IBM · Filed Jan 6, 2025 · Published Jul 9, 2026 · verified — real USPTO data

IBM Patents a System That Rewrites Video Backgrounds for Each Individual Viewer

Imagine watching the same ad as your neighbor, but the background behind the product matches your city, your style, or your recent browsing history. IBM is patenting exactly that.

IBM Patent: AI That Swaps Video Backgrounds Per Viewer — figure from US 2026/0196248 A1
Figure from the official USPTO publication.
See all 12 drawings from this filing ↓
Publication number US 2026/0196248 A1
Applicant INTERNATIONAL BUSINESS MACHINES CORPORATION
Filing date Jan 6, 2025
Publication date Jul 9, 2026
Inventors YUAN YUAN DING, SHI YUN LIANG, ZHONG FANG YUAN, TONG LIU
CPC classification 386/278
Grant likelihood Medium
Examiner ADAMS, EILEEN M (Art Unit 2481)
Status Final Rejection Mailed (May 21, 2026)
Document 20 claims

How IBM's per-viewer video rewriting actually works

Picture a car ad where the vehicle drives through snowy mountains for one viewer and along a sunny beach for another, while the car itself stays identical in both versions. That's the core idea here: keep the important stuff, swap everything else based on who's watching.
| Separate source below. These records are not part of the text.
//! arm-world - Robot arm world simulator daemon
//!
//! Serves the simulated arm over UDP (default port 3001) and ticks its
//! physics on a background thread until Ctrl-C.

use arm_world::error::{Error, Result};
use arm_world::{Simulator, WorldConfig, WorldServer, spawn_physics};
use std::env;
use std::path::Path;
use std::sync::Arc;
use std::sync::atomic::{AtomicBool, Ordering};
use std::time::Duration;

const DEFAULT_CONFIG: &str = "arm-world.toml";

/// Parse config path from command line arguments.
///
/// Supports:
/// - `arm-world <path>` (positional)
/// - `arm-world --config <path>` (flag-based)
/// - `arm-world -c <path>` (short flag)
fn parse_config_path() -> Option<String> {
    let args: Vec<String> = env::args().collect();

    for i in 1..args.len() {
        if (args[i] == "--config" || args[i] == "-c") && i + 1 < args.len() {
            return Some(args[i + 1].clone());
        }
    }

    if args.len() > 1 && !args[1].starts_with('-') {
        return Some(args[1].clone());
    }

    None
}

fn load_config() -> Result<WorldConfig> {
    match parse_config_path() {
        Some(path) => {
            log::info!("Using config: {}", path);
            WorldConfig::load(&path)
        }
        None if Path::new(DEFAULT_CONFIG).exists() => {
            log::info!("Using config: {}", DEFAULT_CONFIG);
            WorldConfig::load(DEFAULT_CONFIG)
        }
        None => {
            log::info!("No config file, using defaults");
            Ok(WorldConfig::default())
        }
    }
}

fn main() -> Result<()> {
    env_logger::Builder::from_env(env_logger::Env::default().default_filter_or("info")).init();

    log::info!("arm-world v{} starting...", env!("CARGO_PKG_VERSION"));

    let config = load_config()?;
    log::info!(
        "Arm links {:?}, cube at {:?}, mode {:?}",
        config.arm.links(),
        config.arm.cube_start,
        config.simulation.mode
    );

    let simulator = Simulator::new(config.arm.clone(), &config.simulation).into_shared();

    let running = Arc::new(AtomicBool::new(true));
    let r = Arc::clone(&running);
    ctrlc::set_handler(move || {
        log::info!("Received shutdown signal");
        r.store(false, Ordering::Relaxed);
    })
    .map_err(|e| Error::Other(format!("Error setting Ctrl-C handler: {}", e)))?;

    let physics = spawn_physics(
        Arc::clone(&simulator),
        Arc::clone(&running),
        Duration::from_millis(config.simulation.tick_ms),
    )?;

    let mut server = WorldServer::bind(
        config.network.bind_address.as_str(),
        simulator,
        Arc::clone(&running),
        Duration::from_millis(config.network.read_timeout_ms),
    )?;
    log::info!("arm-world running. Press Ctrl-C to stop.");
    server.run()?;

    running.store(false, Ordering::Relaxed);
    if physics.join().is_err() {
        log::error!("Physics thread panicked");
    }

    log::info!("arm-world stopped");
    Ok(())
}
IBM's patent describes a system where an AI first figures out which objects in a video are the ones that matter (the car, the person, the product). A second AI then looks at information about you specifically, and writes a text description of what a personalized version of that video should look like. A third AI actually generates the new footage, blending the original objects into a fresh background tailored to your profile.
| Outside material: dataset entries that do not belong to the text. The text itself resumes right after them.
//! Core types shared by the world model, motion profile and IK.

mod types;

pub use types::{JOINT_COUNT, Joint, JointAngles, Orientation, Point3};
//! Error types for arm-kinematics

/// Result type alias
pub type Result<T> = std::result::Result<T, KinematicsError>;

/// Kinematics error types
#[derive(Debug, Clone, PartialEq, thiserror::Error)]
pub enum KinematicsError {
    /// Wrong number of joint values
    #[error("Expected {expected} joint values, got {actual}")]
    AngleCount {
        /// Number of channels the arm has
        expected: usize,
        /// Number of values supplied
        actual: usize,
    },

    /// NaN or infinite joint value
    #[error("Joint value for {joint} is not finite: {value}")]
    NonFinite {
        /// Joint name
        joint: &'static str,
        /// Offending value
        value: f64,
    },

    /// Invalid geometry or solver parameter
    #[error("Invalid parameter: {0}")]
    InvalidParameter(String),
}
//! Error types for the world simulator

use crate::protocol::ProtocolError;
use arm_kinematics::KinematicsError;

/// Result type alias
pub type Result<T> = std::result::Result<T, Error>;

/// World simulator error types
#[derive(Debug, thiserror::Error)]
pub enum Error {
    /// I/O error (socket, config file)
    #[error("I/O error: {0}")]
    Io(#[from] std::io::Error),

    /// Malformed wire message
    #[error("Protocol error: {0}")]
    Protocol(#[from] ProtocolError),

    /// Payload (de)serialization failure
    #[error("JSON error: {0}")]
    Json(#[from] serde_json::Error),

    /// Invalid arm geometry or joint values
    #[error("Kinematics error: {0}")]
    Kinematics(#[from] KinematicsError),

    /// Configuration error
    #[error("Configuration error: {0}")]
    Config(String),

    /// Generic error with message
    #[error("{0}")]
    Other(String),
}

impl From<toml::de::Error> for Error {
    fn from(e: toml::de::Error) -> Self {
        Error::Config(e.to_string())
    }
}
The result is a video that looks like it was made just for you, even though the original footage was shot once and customized automatically. You'd never know the background was replaced.
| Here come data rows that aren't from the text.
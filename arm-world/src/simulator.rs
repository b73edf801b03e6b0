//! Simulator: world model plus requested targets and motion
//!
//! The server thread stores requests, the physics thread advances the arm
//! toward them. Both hold the same `Arc<Mutex<Simulator>>`; the lock is
//! taken for one request or one tick at a time.
//!
//! Field writers:
//! - `targets`: server thread (`request_angles`, `reset`)
//! - `world` joint angles: physics thread in automatic mode, server thread in
//!   manual mode
//! - `world` cube: physics thread (`tick`), server thread (`grab`, `release`)

use crate::config::SimulationConfig;
use crate::error::{Error, Result};
use arm_kinematics::{
    ArmConfig, ControlMode, GrabError, JointAngles, MotionProfile, WorldModel,
};
use parking_lot::Mutex;
use std::sync::Arc;
use std::sync::atomic::{AtomicBool, Ordering};
use std::thread::{self, JoinHandle};
use std::time::{Duration, Instant};

/// Simulator shared between the server and physics threads
pub type SharedSimulator = Arc<Mutex<Simulator>>;

/// World model driven by requested joint targets
#[derive(Debug, Clone)]
pub struct Simulator {
    world: WorldModel,
    targets: JointAngles,
    profile: MotionProfile,
    mode: ControlMode,
    ticks: u64,
}

impl Simulator {
    /// Simulator at rest in the default pose
    pub fn new(arm: ArmConfig, sim: &SimulationConfig) -> Self {
        let world = WorldModel::new(arm);
        let targets = *world.angles();
        Self {
            world,
            targets,
            profile: MotionProfile::new(sim.motor_deg_speed),
            mode: sim.mode,
            ticks: 0,
        }
    }

    /// Wrap for sharing across threads
    pub fn into_shared(self) -> SharedSimulator {
        Arc::new(Mutex::new(self))
    }

    /// Authoritative world state
    pub fn world(&self) -> &WorldModel {
        &self.world
    }

    /// Last requested joint angles
    pub fn targets(&self) -> &JointAngles {
        &self.targets
    }

    /// Current control mode
    pub fn mode(&self) -> ControlMode {
        self.mode
    }

    /// Switch control mode; manual mode snaps the arm to the targets
    pub fn set_mode(&mut self, mode: ControlMode) {
        self.mode = mode;
        if mode == ControlMode::Manual {
            self.world.set_angles(self.targets);
        }
    }

    /// Ticks advanced so far
    pub fn ticks(&self) -> u64 {
        self.ticks
    }

    /// Request new joint angles
    pub fn request_angles(&mut self, angles: JointAngles) {
        self.targets = angles;
        if self.mode == ControlMode::Manual {
            self.world.set_angles(angles);
        }
    }

    /// Request angles from raw wire values
    pub fn request_raw_angles(&mut self, values: &[f64]) -> Result<()> {
        let angles = JointAngles::try_from_slice(values)?;
        self.request_angles(angles);
        Ok(())
    }

    /// Grab (`true`) or release (`false`) the cube
    pub fn set_gripper(&mut self, closed: bool) -> std::result::Result<(), GrabError> {
        if closed {
            self.world.grab()
        } else {
            self.world.release();
            Ok(())
        }
    }

    /// Default pose, cube back at its start, targets cleared
    pub fn reset(&mut self) {
        self.world.reset();
        self.targets = *self.world.angles();
    }

    /// True when every joint has reached its target
    pub fn at_target(&self) -> bool {
        *self.world.angles() == self.targets
    }

    /// Advance motion then cube physics by one tick
    pub fn tick(&mut self) {
        if self.mode == ControlMode::Automatic {
            let targets = self.targets;
            self.profile.advance(self.world.angles_mut(), &targets);
        }
        self.world.tick();
        self.ticks += 1;
    }
}

/// Spawn the physics thread ticking `simulator` every `period`
pub fn spawn_physics(
    simulator: SharedSimulator,
    running: Arc<AtomicBool>,
    period: Duration,
) -> Result<JoinHandle<()>> {
    thread::Builder::new()
        .name("world-physics".to_string())
        .spawn(move || physics_loop(simulator, running, period))
        .map_err(|e| Error::Other(format!("Failed to spawn physics thread: {}", e)))
}

fn physics_loop(simulator: SharedSimulator, running: Arc<AtomicBool>, period: Duration) {
    log::info!("Physics loop started ({} ms tick)", period.as_millis());

    while running.load(Ordering::Relaxed) {
        let loop_start = Instant::now();

        simulator.lock().tick();

        let elapsed = loop_start.elapsed();
        if elapsed < period {
            thread::sleep(period - elapsed);
        }
    }

    log::info!("Physics loop terminated");
}

#[cfg(test)]
mod tests {
    use super::*;
    use arm_kinematics::Joint;

    fn simulator(mode: ControlMode) -> Simulator {
        let sim = SimulationConfig {
            tick_ms: 10,
            motor_deg_speed: 5.0,
            mode,
        };
        Simulator::new(ArmConfig::default(), &sim)
    }

    #[test]
    fn test_starts_at_rest() {
        let sim = simulator(ControlMode::Automatic);
        assert!(sim.at_target());
        assert_eq!(sim.world().angles().to_array(), JointAngles::DEFAULT_POSE);
    }

    #[test]
    fn test_automatic_mode_is_rate_limited() {
        let mut sim = simulator(ControlMode::Automatic);
        sim.request_angles(JointAngles::new([60.0, -15.0, 30.0, 0.0, 0.0, 50.0]));

        sim.tick();
        assert_eq!(sim.world().angles()[Joint::Base], 50.0);
        sim.tick();
        sim.tick();
        assert_eq!(sim.world().angles()[Joint::Base], 60.0);
        assert!(sim.at_target());
    }

    #[test]
    fn test_manual_mode_jumps() {
        let mut sim = simulator(ControlMode::Manual);
        let target = JointAngles::new([-90.0, 10.0, 20.0, 30.0, 40.0, 0.0]);
        sim.request_angles(target);
        assert_eq!(*sim.world().angles(), target);
    }

    #[test]
    fn test_raw_angles_validated() {
        let mut sim = simulator(ControlMode::Automatic);
        assert!(sim.request_raw_angles(&[1.0, 2.0]).is_err());
        assert!(sim.at_target());
        assert!(sim.request_raw_angles(&[1.0, 2.0, 3.0, 4.0, 5.0, 6.0]).is_ok());
        assert!(!sim.at_target());
    }

    #[test]
    fn test_grab_refused_far_from_cube() {
        let mut sim = simulator(ControlMode::Manual);
        sim.request_angles(JointAngles::new([0.0, 0.0, 0.0, 0.0, 0.0, 0.0]));
        assert!(matches!(
            sim.set_gripper(true),
            Err(GrabError::TooFar { .. })
        ));
        assert!(sim.set_gripper(false).is_ok());
    }

    #[test]
    fn test_reset_clears_targets() {
        let mut sim = simulator(ControlMode::Automatic);
        sim.request_angles(JointAngles::zero());
        sim.tick();
        sim.reset();
        assert!(sim.at_target());
        assert_eq!(sim.targets().to_array(), JointAngles::DEFAULT_POSE);
    }

    #[test]
    fn test_physics_thread_advances_and_stops() {
        let shared = simulator(ControlMode::Automatic).into_shared();
        let running = Arc::new(AtomicBool::new(true));
        let handle = spawn_physics(
            Arc::clone(&shared),
            Arc::clone(&running),
            Duration::from_millis(5),
        )
        .unwrap();

        thread::sleep(Duration::from_millis(60));
        running.store(false, Ordering::Relaxed);
        handle.join().unwrap();

        let sim = shared.lock();
        assert!(sim.ticks() > 0);
        assert_eq!(sim.world().cube().position().z, 0.15);
    }
}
How three AI models split up the rewriting job

The patent describes a three-model pipeline, where each AI handles a distinct step in the personalization process:

  • Object identification: The first model analyzes the input video and isolates the objects that need to be preserved, think the product, the actor, or any foreground element the brand wants kept intact.
  • Description generation: The second model reads data tied to a specific user (browsing behavior, location, demographic profile, preferences) and produces a natural language description of what the customized video should look like. This is essentially an AI writing a creative brief on the fly.
  • Video generation: The third model takes both that text description and the original video as inputs, then generates new footage. It stitches the preserved objects into freshly generated replacement content for everything else in the frame.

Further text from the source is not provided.